I support the Portuguese model of decriminalising small amounts in possession and criminalising the big dealers with harsher sentencing.
Which makes no sense, logically.
If the stuff is legal to possess, where are people supposed to buy the stuff that is legal to possess from, if not from dealers? If that dealing is illegal, where does the money that the legal possessors spend end up? If that dealing is illegal, what reason is there to believe that the products being sold illegal are what they say they are, free from impurities and correctly dosed?
Legal possession, illegal sale forces a link between the legal overground users and the illegal underground suppliers. It's that linkage, with the flow of money from purchasers who see themselves as upstanding citizens doing nothing wrong, to gangland criminals, which makes the whole thing so toxic.
If you legalise possession but make the sales themselves illegal, you are simply making it easier to make a living as a drug dealer because your clients have less reason to be furtive and no reason at all to turn you in. When possession is illegal a dealer runs the risk of being given up by a user looking to avoid a prosecution. When possession is legal, your clients aren't getting arrested so (a) can't turn you in and (b) can continue to buy your product.

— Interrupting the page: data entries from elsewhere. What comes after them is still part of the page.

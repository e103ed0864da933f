use anyhow::Context;
use sqlx::PgPool;
use time::OffsetDateTime;
use uuid::Uuid;

use super::repo_types::{Message, MessageThread, ThreadSummary};
use super::services::ordered_pair;

const THREAD_COLUMNS: &str =
    "id, shipment_id, participant1_id, participant2_id, created_at, updated_at";

const MESSAGE_COLUMNS: &str =
    "id, thread_id, shipment_id, sender_id, receiver_id, text, is_read, created_at";

/// Finds or creates the thread between `a` and `b` for `shipment_id`.
/// Returns the thread and whether it was created.
pub async fn open_thread(
    db: &PgPool,
    a: Uuid,
    b: Uuid,
    shipment_id: Option<Uuid>,
) -> anyhow::Result<(MessageThread, bool)> {
    let (p1, p2) = ordered_pair(a, b);

    let insert = format!(
        r#"
        INSERT INTO message_threads (shipment_id, participant1_id, participant2_id)
        VALUES ($1, $2, $3)
        ON CONFLICT DO NOTHING
        RETURNING {THREAD_COLUMNS}
        "#
    );
    let created = sqlx::query_as::<_, MessageThread>(&insert)
        .bind(shipment_id)
        .bind(p1)
        .bind(p2)
        .fetch_optional(db)
        .await
        .context("insert message thread")?;
    if let Some(thread) = created {
        return Ok((thread, true));
    }

    let select = format!(
        r#"
        SELECT {THREAD_COLUMNS}
          FROM message_threads
         WHERE participant1_id = $1 AND participant2_id = $2
           AND shipment_id IS NOT DISTINCT FROM $3
        "#
    );
    let existing = sqlx::query_as::<_, MessageThread>(&select)
        .bind(p1)
        .bind(p2)
        .bind(shipment_id)
        .fetch_one(db)
        .await
        .context("load existing message thread")?;
    Ok((existing, false))
}

pub async fn find_thread(db: &PgPool, id: Uuid) -> anyhow::Result<Option<MessageThread>> {
    let sql = format!("SELECT {THREAD_COLUMNS} FROM message_threads WHERE id = $1");
    let row = sqlx::query_as::<_, MessageThread>(&sql)
        .bind(id)
        .fetch_optional(db)
        .await
        .context("find message thread")?;
    Ok(row)
}

pub async fn shipment_sender(db: &PgPool, shipment_id: Uuid) -> anyhow::Result<Option<Uuid>> {
    let sender = sqlx::query_scalar::<_, Uuid>(r#"SELECT sender_id FROM shipment_items WHERE id = $1"#)
        .bind(shipment_id)
        .fetch_optional(db)
        .await
        .context("load shipment sender")?;
    Ok(sender)
}

/// The user's threads, most recently active first.
pub async fn list_threads(db: &PgPool, user_id: Uuid) -> anyhow::Result<Vec<ThreadSummary>> {
    let rows = sqlx::query_as::<_, ThreadSummary>(
        r#"
        SELECT t.id, t.shipment_id, t.participant1_id, t.participant2_id,
               (SELECT m.text FROM messages m
                 WHERE m.thread_id = t.id
                 ORDER BY m.created_at DESC
                 LIMIT 1) AS last_message,
               (SELECT COUNT(*) FROM messages m
                 WHERE m.thread_id = t.id AND m.receiver_id = $1 AND NOT m.is_read) AS unread_count,
               t.updated_at
          FROM message_threads t
         WHERE t.participant1_id = $1 OR t.participant2_id = $1
         ORDER BY t.updated_at DESC
        "#,
    )
    .bind(user_id)
    .fetch_all(db)
    .await
    .context("list message threads")?;
    Ok(rows)
}

/// Messages of a thread, oldest first.
pub async fn list_messages(
    db: &PgPool,
    thread_id: Uuid,
    limit: i64,
    offset: i64,
) -> anyhow::Result<Vec<Message>> {
    let sql = format!(
        r#"
        SELECT {MESSAGE_COLUMNS}
          FROM messages
         WHERE thread_id = $1
         ORDER BY created_at
         LIMIT $2 OFFSET $3
        "#
    );
    let rows = sqlx::query_as::<_, Message>(&sql)
        .bind(thread_id)
        .bind(limit)
        .bind(offset)
        .fetch_all(db)
        .await
        .context("list messages")?;
    Ok(rows)
}

/// Appends a message and bumps the thread's activity time.
pub async fn insert_message(
    db: &PgPool,
    thread: &MessageThread,
    sender_id: Uuid,
    receiver_id: Uuid,
    text: &str,
) -> anyhow::Result<Message> {
    let now = OffsetDateTime::now_utc();
    let mut tx = db.begin().await?;

    let sql = format!(
        r#"
        INSERT INTO messages (thread_id, shipment_id, sender_id, receiver_id, text, created_at)
        VALUES ($1, $2, $3, $4, $5, $6)
        RETURNING {MESSAGE_COLUMNS}
        "#
    );
    let message = sqlx::query_as::<_, Message>(&sql)
        .bind(thread.id)
        .bind(thread.shipment_id)
        .bind(sender_id)
        .bind(receiver_id)
        .bind(text)
        .bind(now)
        .fetch_one(&mut *tx)
        .await
        .context("insert message")?;

    sqlx::query(r#"UPDATE message_threads SET updated_at = $2 WHERE id = $1"#)
        .bind(thread.id)
        .bind(now)
        .execute(&mut *tx)
        .await
        .context("touch message thread")?;

    tx.commit().await?;
    Ok(message)
}

/// Marks the messages addressed to `user_id` in a thread as read.
pub async fn mark_thread_read(db: &PgPool, thread_id: Uuid, user_id: Uuid) -> anyhow::Result<u64> {
    let done = sqlx::query(
        r#"UPDATE messages SET is_read = TRUE WHERE thread_id = $1 AND receiver_id = $2 AND NOT is_read"#,
    )
    .bind(thread_id)
    .bind(user_id)
    .execute(db)
    .await
    .context("mark thread read")?;
    Ok(done.rows_affected())
}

Yes, it avoids cluttering up the legal system. Yes, it arguably reduces some harm to users, although they are still at risk from contaminated, adulterated and, paradoxically, the occasional pure dose. But if your intent is to put drug dealers, and their associated violence, out of business, legalising possession while leaving dealing illegal seems to combine all the worst facets of prohibition with all the worst facets of legalisation.